FDA Provides Guidance of Using Multiple Endpoints in Clinical Trials

A new drug can affect multiple aspects of the disease it is intended to treat, and hence clinical trials are designed to evaluate multiple efficacy endpoints compared to the controls. However, evaluating multiple endpoints in a clinical trial should involve appropriate statistical adjustments to account for the existence of multiple comparisons, called the multiplicity effect. FDA’s final guidance on the topic lists various statistical approaches to address the multiplicity effect in trials using multiple endpoints to support claims of overall efficacy. Most diseases cannot be characterized based on a single endpoint. Developers also evaluate multiple aspects of drug effects to de-risk their clinical development programs. The standard practice is to group the various endpoints in a clinical trial into Primary, Secondary and Exploratory endpoints.
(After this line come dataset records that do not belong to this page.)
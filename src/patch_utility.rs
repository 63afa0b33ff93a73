//! Construction and maintenance of B-spline multipatch topology.
use crate::control::ControlGrid;
use crate::error::IgaError;
use crate::grid_function::CONTROL_POINT;
use crate::interface::PatchInterface;
use crate::multipatch::{check_conformity, MultiPatch};
use crate::patch::{Patch, PatchId};
use crate::space::knots::KnotVector;
use crate::space::{BSplinesFESpace, BoundaryDirection, BoundarySide};
use log::{debug, warn};
use nalgebra::{DimName, DimNameAdd, DimNameSum, U1, U2, U3};
use std::collections::BTreeSet;

/// Joins two patches of a multipatch along the sides named by the interface.
///
/// The boundaries of both patches, oriented as the interface describes, must carry the same
/// knot vectors and orders. The interface is stored on `interface.patch1()` and its mirror on
/// `interface.patch2()`. Re-creating an existing interface is a no-op.
///
/// # Errors
///
/// Fails without touching either patch if the patches are 1D, are not B-splines patches, if
/// the interface does not fit the dimension, or if the boundaries do not conform.
pub fn make_interface<D: DimName>(multipatch: &mut MultiPatch<D>, interface: PatchInterface) -> Result<(), IgaError> {
    if D::dim() < 2 {
        return Err(IgaError::Unsupported(format!(
            "interfaces between {}D patches",
            D::dim()
        )));
    }
    if interface.patch_dim() != D::dim() {
        return Err(IgaError::DimensionMismatch {
            expected: D::dim(),
            found: interface.patch_dim(),
        });
    }
    interface.side1().check_dim(D::dim())?;
    interface.side2().check_dim(D::dim())?;

    let patch1 = multipatch.patch(interface.patch1())?;
    let patch2 = multipatch.patch(interface.patch2())?;
    check_conformity(patch1, patch2, &interface)?;
    if patch1.interfaces().contains(&interface) {
        warn!(
            "Patch {} already has an interface to patch {} on side {:?}",
            interface.patch1(),
            interface.patch2(),
            interface.side1()
        );
        return Ok(());
    }
    debug!(
        "Interface between patch {} ({:?}) and patch {} ({:?})",
        interface.patch1(),
        interface.side1(),
        interface.patch2(),
        interface.side2()
    );
    multipatch.add_interface_pair(interface)
}

/// Joins two 2D patches along a shared edge.
pub fn make_interface_2d(
    multipatch: &mut MultiPatch<U2>,
    patch1: PatchId,
    side1: BoundarySide,
    patch2: PatchId,
    side2: BoundarySide,
    direction: BoundaryDirection,
) -> Result<(), IgaError> {
    make_interface(multipatch, PatchInterface::new_2d(patch1, side1, patch2, side2, direction))
}

/// Joins two 3D patches along a shared face.
///
/// If `uv_or_vu` is false the two face axes are swapped between the patches. `direction1` and
/// `direction2` give the orientation of the first and second face axis of `side1`.
#[allow(clippy::too_many_arguments)]
pub fn make_interface_3d(
    multipatch: &mut MultiPatch<U3>,
    patch1: PatchId,
    side1: BoundarySide,
    patch2: PatchId,
    side2: BoundarySide,
    uv_or_vu: bool,
    direction1: BoundaryDirection,
    direction2: BoundaryDirection,
) -> Result<(), IgaError> {
    let interface = PatchInterface::new_3d(patch1, side1, patch2, side2, uv_or_vu, direction1, direction2);
    make_interface(multipatch, interface)
}

/// Stacks compatible patches as the control layers of a patch of one dimension higher.
///
/// The first `D` directions of the new patch copy the space of `patches[0]`. The new last
/// direction has a uniform open knot vector of the given order with one function per input
/// patch. Control points are concatenated in input order. The new patch has id 0.
pub fn create_loft_patch<D>(patches: &[&Patch<D>], order: usize) -> Result<Patch<DimNameSum<D, U1>>, IgaError>
where
    D: DimName + DimNameAdd<U1>,
{
    let reference = patches
        .first()
        .ok_or_else(|| IgaError::InvalidArgument("cannot loft an empty list of patches".to_string()))?;
    let reference_space = reference.bsplines_space()?;
    let layer_size = reference.control_points()?.len();

    let mut values = Vec::with_capacity(layer_size * patches.len());
    for patch in patches {
        patch.bsplines_space()?;
        if !patch.is_compatible(reference) {
            return Err(IgaError::IncompatiblePatches {
                reference: reference.id(),
                patch: patch.id(),
            });
        }
        let control_points = patch.control_points()?;
        if control_points.len() != layer_size {
            return Err(IgaError::GridSizeMismatch {
                grid: CONTROL_POINT.to_string(),
                grid_size: control_points.len(),
                expected: layer_size,
                patch: patch.id(),
            });
        }
        values.extend_from_slice(control_points.values());
    }

    let mut knot_vectors = reference_space.knot_vectors().to_vec();
    knot_vectors.push(KnotVector::uniform_open(patches.len(), order)?);
    let mut orders = reference_space.orders().to_vec();
    orders.push(order);
    let space = BSplinesFESpace::<DimNameSum<D, U1>>::new(knot_vectors, orders)?;
    let grid = ControlGrid::structured(CONTROL_POINT, space.numbers(), values)?;

    let mut loft = Patch::new(0, space);
    loft.create_control_point_grid_function(grid)?;
    Ok(loft)
}

/// Linear loft between two patches.
pub fn create_loft_patch_from_pair<D>(first: &Patch<D>, second: &Patch<D>) -> Result<Patch<DimNameSum<D, U1>>, IgaError>
where
    D: DimName + DimNameAdd<U1>,
{
    create_loft_patch(&[first, second], 1)
}

fn check_axis<D: DimName>(axis: usize) -> Result<(), IgaError> {
    if axis < D::dim() {
        Ok(())
    } else {
        Err(IgaError::InvalidArgument(format!(
            "axis {axis} does not exist on a {}D patch",
            D::dim()
        )))
    }
}

/// Reverses the space and every grid of a patch along a parametric axis.
fn reverse_patch_data<D: DimName>(patch: &mut Patch<D>, axis: usize) -> Result<(), IgaError> {
    check_axis::<D>(axis)?;
    if let Some(grid) = patch.grid_data().find(|grid| !grid.is_structured()) {
        return Err(IgaError::UnstructuredGrid(grid.name().to_string()));
    }
    patch.bsplines_space_mut()?.reverse(axis);
    for grid in patch.grids_mut() {
        grid.reverse(axis)?;
    }
    Ok(())
}

/// Reverses a patch that has no interfaces along a parametric axis.
pub fn reverse_patch<D: DimName>(patch: &mut Patch<D>, axis: usize) -> Result<(), IgaError> {
    if patch.number_of_interfaces() > 0 {
        return Err(IgaError::InvalidArgument(format!(
            "patch {} has interfaces and must be reversed through its multipatch",
            patch.id()
        )));
    }
    reverse_patch_data(patch, axis)
}

/// Reverses a patch of a multipatch along a parametric axis, keeping its interfaces
/// consistent.
///
/// Neighbors sharing a boundary that runs along `axis` are reversed along the matching axis.
/// For an interface on a side normal to `axis`, the side moves to the opposite end of the
/// axis, so the interface and its mirror record the opposite side instead. Returns the ids of
/// all reversed patches.
pub fn reverse<D: DimName>(
    multipatch: &mut MultiPatch<D>,
    id: PatchId,
    axis: usize,
) -> Result<BTreeSet<PatchId>, IgaError> {
    check_axis::<D>(axis)?;
    let mut reversed_patches = BTreeSet::new();
    reverse_recursively(multipatch, id, axis, &mut reversed_patches)?;
    multipatch.invalidate_enumeration();
    Ok(reversed_patches)
}

fn reverse_recursively<D: DimName>(
    multipatch: &mut MultiPatch<D>,
    id: PatchId,
    axis: usize,
    reversed_patches: &mut BTreeSet<PatchId>,
) -> Result<(), IgaError> {
    if reversed_patches.contains(&id) {
        return Ok(());
    }
    reverse_patch_data(multipatch.patch_mut(id)?, axis)?;
    reversed_patches.insert(id);
    debug!("Patch {id} is reversed along axis {axis}");

    let num_interfaces = multipatch.patch(id)?.number_of_interfaces();
    for i in 0..num_interfaces {
        // Neighbors reversed further down may have moved the far side of this interface
        let interface = multipatch.patch(id)?.interfaces()[i].clone();
        match interface.transport_axis(axis) {
            Some((neighbor_axis, _)) => {
                reverse_recursively(multipatch, interface.patch2(), neighbor_axis, reversed_patches)?;
            }
            None => {
                let mirror = interface.mirror();
                let neighbor_interface = multipatch
                    .patch_mut(interface.patch2())?
                    .interfaces_mut()
                    .iter_mut()
                    .find(|other| **other == mirror)
                    .ok_or_else(|| {
                        IgaError::InvalidArgument(format!(
                            "interface from patch {} ({:?}) to patch {} ({:?}) has no mirror",
                            interface.patch1(),
                            interface.side1(),
                            interface.patch2(),
                            interface.side2()
                        ))
                    })?;
                neighbor_interface.flip_side2();
                multipatch.patch_mut(id)?.interfaces_mut()[i].flip_side1();
            }
        }
    }
    Ok(())
}
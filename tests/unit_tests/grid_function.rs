use fenris_iga::control::ControlGrid;
use fenris_iga::grid_function::{ControlGridData, GridFunction, GridValue, CONTROL_POINT};
use fenris_iga::procedural::{create_line, create_small_arc, CoordinateAxis};
use fenris_iga::space::{BSplinesFESpace, FunctionSpace};
use matrixcompare::assert_scalar_eq;
use nalgebra::{DVector, Point3, Vector3, U1};
use util::{assert_points_approx_eq, uniform_samples};

fn quarter_circle() -> fenris_iga::patch::Patch<U1> {
    create_small_arc(&Point3::origin(), CoordinateAxis::Z, 2.0, 0.0, 90.0).unwrap()
}

#[test]
fn line_evaluates_linearly() {
    let line = create_line(&Point3::new(0.0, 0.0, 0.0), &Point3::new(2.0, 0.0, 0.0), 3).unwrap();
    for t in uniform_samples(0.0, 1.0, 7) {
        let expected = Point3::new(2.0 * t, 0.0, 0.0);
        assert_points_approx_eq!(line.evaluate_point(&[t]).unwrap(), expected, abstol = 1e-14);
    }
}

#[test]
fn rational_arc_lies_on_circle() {
    let arc = quarter_circle();
    assert_points_approx_eq!(arc.evaluate_point(&[0.0]).unwrap(), Point3::new(2.0, 0.0, 0.0), abstol = 1e-14);
    assert_points_approx_eq!(arc.evaluate_point(&[1.0]).unwrap(), Point3::new(0.0, 2.0, 0.0), abstol = 1e-14);
    for t in uniform_samples(0.0, 1.0, 11) {
        let p = arc.evaluate_point(&[t]).unwrap();
        assert_scalar_eq!(p.coords.norm(), 2.0, comp = abs, tol = 1e-13);
        assert_scalar_eq!(p.z, 0.0, comp = abs, tol = 1e-14);
    }
}

#[test]
fn fields_are_weighted_by_control_point_weights() {
    let mut arc = quarter_circle();
    arc.create_grid_function("TEMPERATURE", ControlGrid::filled("TEMPERATURE", vec![3], 5.0))
        .unwrap();
    let temperature = arc.grid_function::<f64>("TEMPERATURE").unwrap();
    assert!(temperature.weights().is_some());
    for t in uniform_samples(0.0, 1.0, 9) {
        assert_scalar_eq!(temperature.evaluate(&[t]), 5.0, comp = abs, tol = 1e-14);
        let sum: f64 = temperature.basis_values(&[t]).iter().map(|(_, r)| r).sum();
        assert_scalar_eq!(sum, 1.0, comp = abs, tol = 1e-14);
    }

    let control_points = arc.grid_function::<fenris_iga::control::ControlPoint>(CONTROL_POINT).unwrap();
    assert!(control_points.weights().is_none());
}

#[test]
fn rational_gradient_matches_finite_differences() {
    let mut arc = quarter_circle();
    arc.create_grid_function(
        "TEMPERATURE",
        ControlGrid::structured("TEMPERATURE", vec![3], vec![0.0, 1.0, 4.0]).unwrap(),
    )
    .unwrap();
    let temperature = arc.grid_function::<f64>("TEMPERATURE").unwrap();
    let h = 1e-6;
    for t in [0.1, 0.3, 0.5, 0.8] {
        let fd = (temperature.evaluate(&[t + h]) - temperature.evaluate(&[t - h])) / (2.0 * h);
        assert_scalar_eq!(temperature.gradient(&[t])[0], fd, comp = abs, tol = 1e-6);
    }
}

#[test]
fn unweighted_vector_field() {
    let space = BSplinesFESpace::<U1>::primitive(&[1]).unwrap();
    let velocities = vec![Vector3::new(1.0, 0.0, 0.0), Vector3::new(3.0, 2.0, 0.0)];
    let grid = ControlGrid::structured("VELOCITY", vec![2], velocities).unwrap();
    let field = GridFunction::new(&space as &dyn FunctionSpace<U1>, &grid);
    assert_eq!(field.evaluate(&[0.5]), Vector3::new(2.0, 1.0, 0.0));
    assert_eq!(field.gradient(&[0.5]), vec![Vector3::new(2.0, 2.0, 0.0)]);
}

#[test]
fn grid_data_reports_value_types() {
    let mut line = create_line(&Point3::origin(), &Point3::new(1.0, 0.0, 0.0), 1).unwrap();
    line.create_grid_function("VELOCITY", ControlGrid::filled("VELOCITY", vec![2], Vector3::zeros()))
        .unwrap();
    line.create_grid_function("DATA", ControlGrid::unstructured("DATA", vec![DVector::zeros(4); 2]))
        .unwrap();

    let names: Vec<&str> = line.grid_function_names().collect();
    assert_eq!(names, vec![CONTROL_POINT, "DATA", "VELOCITY"]);

    let types: Vec<&str> = line.grid_data().map(ControlGridData::type_name).collect();
    assert_eq!(types, vec!["control point", "vector", "array_1d<double, 3>"]);
    assert_eq!(<Vector3<f64> as GridValue>::TYPE_NAME, "array_1d<double, 3>");

    let structured: Vec<bool> = line.grid_data().map(ControlGridData::is_structured).collect();
    assert_eq!(structured, vec![true, false, true]);

    assert!(line.has_grid_function::<Vector3<f64>>("VELOCITY"));
    assert!(!line.has_grid_function::<f64>("VELOCITY"));
}
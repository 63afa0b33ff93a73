//! Function spaces over parametric patches.
//!
//! A function space describes the basis functions living on a patch: how many there are, how
//! they are numbered globally, and how they are evaluated at a parametric point. It owns no
//! coefficients; those live in control grids (see [`crate::control`]).
use crate::error::IgaError;
use nalgebra::DimName;
use serde::{Deserialize, Serialize};
use std::fmt::Debug;

mod bsplines;
pub mod knots;

pub use bsplines::BSplinesFESpace;

/// One of the `2 * D` boundary sides of a `D`-dimensional parametric box.
///
/// `U0` is the side where the first parameter takes its minimum value, `U1` where it takes its
/// maximum, and so on for `V` (second parameter) and `W` (third parameter).
#[derive(Debug, Clone, Copy, PartialEq, Eq, Hash, PartialOrd, Ord, Serialize, Deserialize)]
pub enum BoundarySide {
    U0,
    U1,
    V0,
    V1,
    W0,
    W1,
}

impl BoundarySide {
    /// The parametric axis that is held fixed on this side.
    pub fn axis(&self) -> usize {
        match self {
            Self::U0 | Self::U1 => 0,
            Self::V0 | Self::V1 => 1,
            Self::W0 | Self::W1 => 2,
        }
    }

    /// Whether the side lies at the maximum of its axis.
    pub fn is_max(&self) -> bool {
        matches!(self, Self::U1 | Self::V1 | Self::W1)
    }

    pub fn opposite(&self) -> Self {
        match self {
            Self::U0 => Self::U1,
            Self::U1 => Self::U0,
            Self::V0 => Self::V1,
            Self::V1 => Self::V0,
            Self::W0 => Self::W1,
            Self::W1 => Self::W0,
        }
    }

    pub fn from_axis(axis: usize, is_max: bool) -> Option<Self> {
        match (axis, is_max) {
            (0, false) => Some(Self::U0),
            (0, true) => Some(Self::U1),
            (1, false) => Some(Self::V0),
            (1, true) => Some(Self::V1),
            (2, false) => Some(Self::W0),
            (2, true) => Some(Self::W1),
            _ => None,
        }
    }

    /// All sides of a `dim`-dimensional patch.
    pub fn all(dim: usize) -> impl Iterator<Item = Self> {
        (0..dim.min(3)).flat_map(|axis| [false, true].into_iter().filter_map(move |m| Self::from_axis(axis, m)))
    }

    /// The parametric axes that run along this side, in increasing order.
    ///
    /// These become the axes of the boundary space restricted to the side.
    pub fn tangential_axes(&self, dim: usize) -> Vec<usize> {
        (0..dim).filter(|&a| a != self.axis()).collect()
    }

    pub(crate) fn check_dim(&self, dim: usize) -> Result<(), IgaError> {
        if self.axis() < dim {
            Ok(())
        } else {
            Err(IgaError::InvalidSide { side: *self, dim })
        }
    }
}

/// Relative orientation of a boundary axis as seen from the two patches sharing it.
#[derive(Debug, Clone, Copy, PartialEq, Eq, Hash, Serialize, Deserialize)]
pub enum BoundaryDirection {
    Forward,
    Reversed,
}

impl BoundaryDirection {
    pub fn flipped(&self) -> Self {
        match self {
            Self::Forward => Self::Reversed,
            Self::Reversed => Self::Forward,
        }
    }

    pub fn is_reversed(&self) -> bool {
        *self == Self::Reversed
    }
}

/// A function space over a `D`-dimensional parametric patch.
///
/// Patches hold their space behind this trait, so that operations that only make sense for a
/// particular kind of space (e.g. compatibility-preserving knot insertion for tensor-product
/// B-splines) can check the kind at runtime through [`as_bsplines`](Self::as_bsplines).
pub trait FunctionSpace<D: DimName>: Debug + Send + Sync {
    /// A short name of the space kind, used in error messages.
    fn space_type(&self) -> &'static str;

    /// Total number of basis functions.
    fn total_number(&self) -> usize;

    /// Global function index of each local basis function.
    fn function_indices(&self) -> &[usize];

    /// Replaces the global function indices.
    ///
    /// Fails if the number of indices differs from [`total_number`](Self::total_number).
    fn set_function_indices(&mut self, indices: Vec<usize>) -> Result<(), IgaError>;

    /// Values of the basis functions that are non-zero at `xi`, as `(local id, value)` pairs.
    ///
    /// # Panics
    ///
    /// Panics if `xi.len() != D::dim()`.
    fn basis_values(&self, xi: &[f64]) -> Vec<(usize, f64)>;

    /// Parametric gradients of the basis functions that are non-zero at `xi`,
    /// as `(local id, value, gradient)` triplets.
    ///
    /// # Panics
    ///
    /// Panics if `xi.len() != D::dim()`.
    fn basis_gradients(&self, xi: &[f64]) -> Vec<(usize, f64, Vec<f64>)>;

    fn clone_box(&self) -> Box<dyn FunctionSpace<D>>;

    fn as_bsplines(&self) -> Option<&BSplinesFESpace<D>> {
        None
    }

    fn as_bsplines_mut(&mut self) -> Option<&mut BSplinesFESpace<D>> {
        None
    }
}

impl<D: DimName> Clone for Box<dyn FunctionSpace<D>> {
    fn clone(&self) -> Self {
        self.clone_box()
    }
}
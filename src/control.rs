//! Control points and control grids.
use crate::error::IgaError;
use crate::util::reverse_along_axis;
use nalgebra::{DVector, Isometry3, Point3, Vector3, Vector4};
use nalgebra_sparse::CsrMatrix;
use serde::{Deserialize, Serialize};
use std::fmt::Debug;

/// A NURBS control point stored in homogeneous coordinates `(w x, w y, w z, w)`.
#[derive(Debug, Clone, Copy, PartialEq, Serialize, Deserialize)]
pub struct ControlPoint {
    homogeneous: Vector4<f64>,
}

impl ControlPoint {
    /// Creates a control point from cartesian coordinates and a weight.
    pub fn new(x: f64, y: f64, z: f64, w: f64) -> Self {
        Self {
            homogeneous: Vector4::new(w * x, w * y, w * z, w),
        }
    }

    pub fn from_homogeneous(wx: f64, wy: f64, wz: f64, w: f64) -> Self {
        Self {
            homogeneous: Vector4::new(wx, wy, wz, w),
        }
    }

    pub fn from_point(point: &Point3<f64>, w: f64) -> Self {
        Self::new(point.x, point.y, point.z, w)
    }

    pub fn homogeneous(&self) -> &Vector4<f64> {
        &self.homogeneous
    }

    pub fn x(&self) -> f64 {
        self.homogeneous.x / self.homogeneous.w
    }

    pub fn y(&self) -> f64 {
        self.homogeneous.y / self.homogeneous.w
    }

    pub fn z(&self) -> f64 {
        self.homogeneous.z / self.homogeneous.w
    }

    pub fn w(&self) -> f64 {
        self.homogeneous.w
    }

    /// The cartesian position of the point.
    pub fn point(&self) -> Point3<f64> {
        Point3::new(self.x(), self.y(), self.z())
    }

    /// Moves the cartesian position by a rigid transformation, keeping the weight.
    pub fn apply_transformation(&mut self, transformation: &Isometry3<f64>) {
        let p = transformation * self.point();
        *self = Self::from_point(&p, self.w());
    }
}

/// Values that can be stored in a control grid and combined linearly by basis functions.
pub trait ControlValue: Clone + Debug + PartialEq + Send + Sync {
    /// A zero value with the same shape as `self`.
    fn zero_like(&self) -> Self;

    /// `self += alpha * other`
    fn add_scaled(&mut self, alpha: f64, other: &Self);

    fn scale(&mut self, alpha: f64);
}

impl ControlValue for f64 {
    fn zero_like(&self) -> Self {
        0.0
    }

    fn add_scaled(&mut self, alpha: f64, other: &Self) {
        *self += alpha * other;
    }

    fn scale(&mut self, alpha: f64) {
        *self *= alpha;
    }
}

impl ControlValue for Vector3<f64> {
    fn zero_like(&self) -> Self {
        Vector3::zeros()
    }

    fn add_scaled(&mut self, alpha: f64, other: &Self) {
        *self += alpha * other;
    }

    fn scale(&mut self, alpha: f64) {
        *self *= alpha;
    }
}

impl ControlValue for DVector<f64> {
    fn zero_like(&self) -> Self {
        DVector::zeros(self.len())
    }

    fn add_scaled(&mut self, alpha: f64, other: &Self) {
        self.axpy(alpha, other, 1.0);
    }

    fn scale(&mut self, alpha: f64) {
        *self *= alpha;
    }
}

/// Control points combine linearly in homogeneous space.
impl ControlValue for ControlPoint {
    fn zero_like(&self) -> Self {
        Self::from_homogeneous(0.0, 0.0, 0.0, 0.0)
    }

    fn add_scaled(&mut self, alpha: f64, other: &Self) {
        self.homogeneous += alpha * other.homogeneous;
    }

    fn scale(&mut self, alpha: f64) {
        self.homogeneous *= alpha;
    }
}

/// A named sequence of control values, indexed by local function id.
///
/// A structured grid also records its per-direction shape (first direction varying fastest),
/// which allows it to be reordered along a parametric axis.
#[derive(Debug, Clone, PartialEq, Serialize, Deserialize)]
pub struct ControlGrid<T> {
    name: String,
    values: Vec<T>,
    shape: Option<Vec<usize>>,
}

impl<T: ControlValue> ControlGrid<T> {
    pub fn structured(name: impl Into<String>, shape: Vec<usize>, values: Vec<T>) -> Result<Self, IgaError> {
        let expected: usize = shape.iter().product();
        if expected != values.len() {
            return Err(IgaError::InvalidArgument(format!(
                "a structured grid of shape {shape:?} needs {expected} values, got {}",
                values.len()
            )));
        }
        Ok(Self {
            name: name.into(),
            values,
            shape: Some(shape),
        })
    }

    pub fn unstructured(name: impl Into<String>, values: Vec<T>) -> Self {
        Self {
            name: name.into(),
            values,
            shape: None,
        }
    }

    /// Structured grid with every entry set to `value`.
    pub fn filled(name: impl Into<String>, shape: Vec<usize>, value: T) -> Self {
        let n = shape.iter().product();
        Self {
            name: name.into(),
            values: vec![value; n],
            shape: Some(shape),
        }
    }

    pub fn name(&self) -> &str {
        &self.name
    }

    pub fn set_name(&mut self, name: impl Into<String>) {
        self.name = name.into();
    }

    pub fn len(&self) -> usize {
        self.values.len()
    }

    pub fn is_empty(&self) -> bool {
        self.values.is_empty()
    }

    pub fn values(&self) -> &[T] {
        &self.values
    }

    pub fn values_mut(&mut self) -> &mut [T] {
        &mut self.values
    }

    pub fn get(&self, index: usize) -> Option<&T> {
        self.values.get(index)
    }

    /// # Panics
    ///
    /// Panics if `index` is out of bounds.
    pub fn set(&mut self, index: usize, value: T) {
        self.values[index] = value;
    }

    pub fn shape(&self) -> Option<&[usize]> {
        self.shape.as_deref()
    }

    pub fn is_structured(&self) -> bool {
        self.shape.is_some()
    }

    /// Reverses the grid along a parametric axis.
    pub fn reverse(&mut self, axis: usize) -> Result<(), IgaError> {
        let shape = self
            .shape
            .as_ref()
            .ok_or_else(|| IgaError::UnstructuredGrid(self.name.clone()))?;
        if axis >= shape.len() {
            return Err(IgaError::DimensionMismatch {
                expected: shape.len(),
                found: axis + 1,
            });
        }
        reverse_along_axis(&mut self.values, shape, axis);
        Ok(())
    }

    /// Applies the linear transformation `new[i] = sum_j t[i, j] * old[j]`.
    ///
    /// # Panics
    ///
    /// Panics if the number of columns of `t` differs from the grid size.
    pub fn transform(&self, t: &CsrMatrix<f64>, shape: Option<Vec<usize>>) -> Self {
        assert_eq!(t.ncols(), self.len(), "transformation does not match grid size");
        let values = match self.values.first() {
            Some(first) => {
                let zero = first.zero_like();
                t.row_iter()
                    .map(|row| {
                        let mut value = zero.clone();
                        for (&j, &t_ij) in row.col_indices().iter().zip(row.values()) {
                            value.add_scaled(t_ij, &self.values[j]);
                        }
                        value
                    })
                    .collect()
            }
            None => {
                assert_eq!(t.nrows(), 0, "cannot transform an empty grid into a non-empty one");
                Vec::new()
            }
        };
        Self {
            name: self.name.clone(),
            values,
            shape,
        }
    }

    /// Transforms the grid in weighted form: the old values are multiplied by `old_weights`,
    /// transformed, and divided by `new_weights`.
    ///
    /// This keeps a rational field unchanged under refinements that are exact for its
    /// homogeneous representation.
    pub fn transform_weighted(
        &self,
        t: &CsrMatrix<f64>,
        old_weights: &[f64],
        new_weights: &[f64],
        shape: Option<Vec<usize>>,
    ) -> Self {
        assert_eq!(old_weights.len(), self.len());
        assert_eq!(new_weights.len(), t.nrows());
        let weighted = Self {
            name: self.name.clone(),
            values: self
                .values
                .iter()
                .zip(old_weights)
                .map(|(v, &w)| {
                    let mut v = v.clone();
                    v.scale(w);
                    v
                })
                .collect(),
            shape: self.shape.clone(),
        };
        let mut result = weighted.transform(t, shape);
        for (v, &w) in result.values.iter_mut().zip(new_weights) {
            v.scale(1.0 / w);
        }
        result
    }

    /// The grid restricted to the given local ids, in the given order.
    pub fn sub_grid(&self, local_ids: &[usize], shape: Option<Vec<usize>>) -> Self {
        Self {
            name: self.name.clone(),
            values: local_ids
                .iter()
                .map(|&i| self.values[i].clone())
                .collect(),
            shape,
        }
    }
}

impl ControlGrid<ControlPoint> {
    /// `n` unit-weight control points evenly spaced on the segment from `start` to `end`.
    pub fn linear_control_points(start: &Point3<f64>, n: usize, end: &Point3<f64>) -> Self {
        let values = (0..n)
            .map(|i| {
                let t = if n > 1 { i as f64 / (n - 1) as f64 } else { 0.0 };
                ControlPoint::from_point(&(start + (end - start) * t), 1.0)
            })
            .collect();
        Self {
            name: crate::grid_function::CONTROL_POINT.to_string(),
            values,
            shape: Some(vec![n]),
        }
    }

    pub fn weights(&self) -> Vec<f64> {
        self.values.iter().map(ControlPoint::w).collect()
    }

    pub fn points(&self) -> Vec<Point3<f64>> {
        self.values.iter().map(ControlPoint::point).collect()
    }
}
The Primary endpoints are those that provide definitive conclusions regarding the effectiveness of the drug, and the Secondary endpoints are those that extend understanding of the primary benefit. The primary and secondary endpoints require statistical adjustments to address multiplicity effects as they could together define the overall benefits of the drug compared to the control. The Exploratory endpoints generally are not used to support definitive conclusions and hence do not require statistical adjustments. Between the Primary and Secondary endpoints, trials with multiple Primary endpoints create greater risk of the multiplicity effect. There are four scenarios for using multiple endpoints in clinical trials: Co-Primary endpoints where more than one endpoint are together critical for demonstrating efficacy, Multiple Primary endpoints where more than one endpoints independently demonstrate efficacy, Composite endpoints where multiple clinical outcomes are combined for a single primary endpoint, and multi-component Primary endpoints which involve within-patient combination of two or more efficacy components. FDA recommends specific statistical approaches for each scenario and presents eight statistical methods to address the multiplicity effect. Many of the approaches included in the finalized guidance documents have been raised in previous FDA discussion but the guidance provides an excellent primer for clinical trial statisticians looking for a confirmation of FDA acceptable approaches.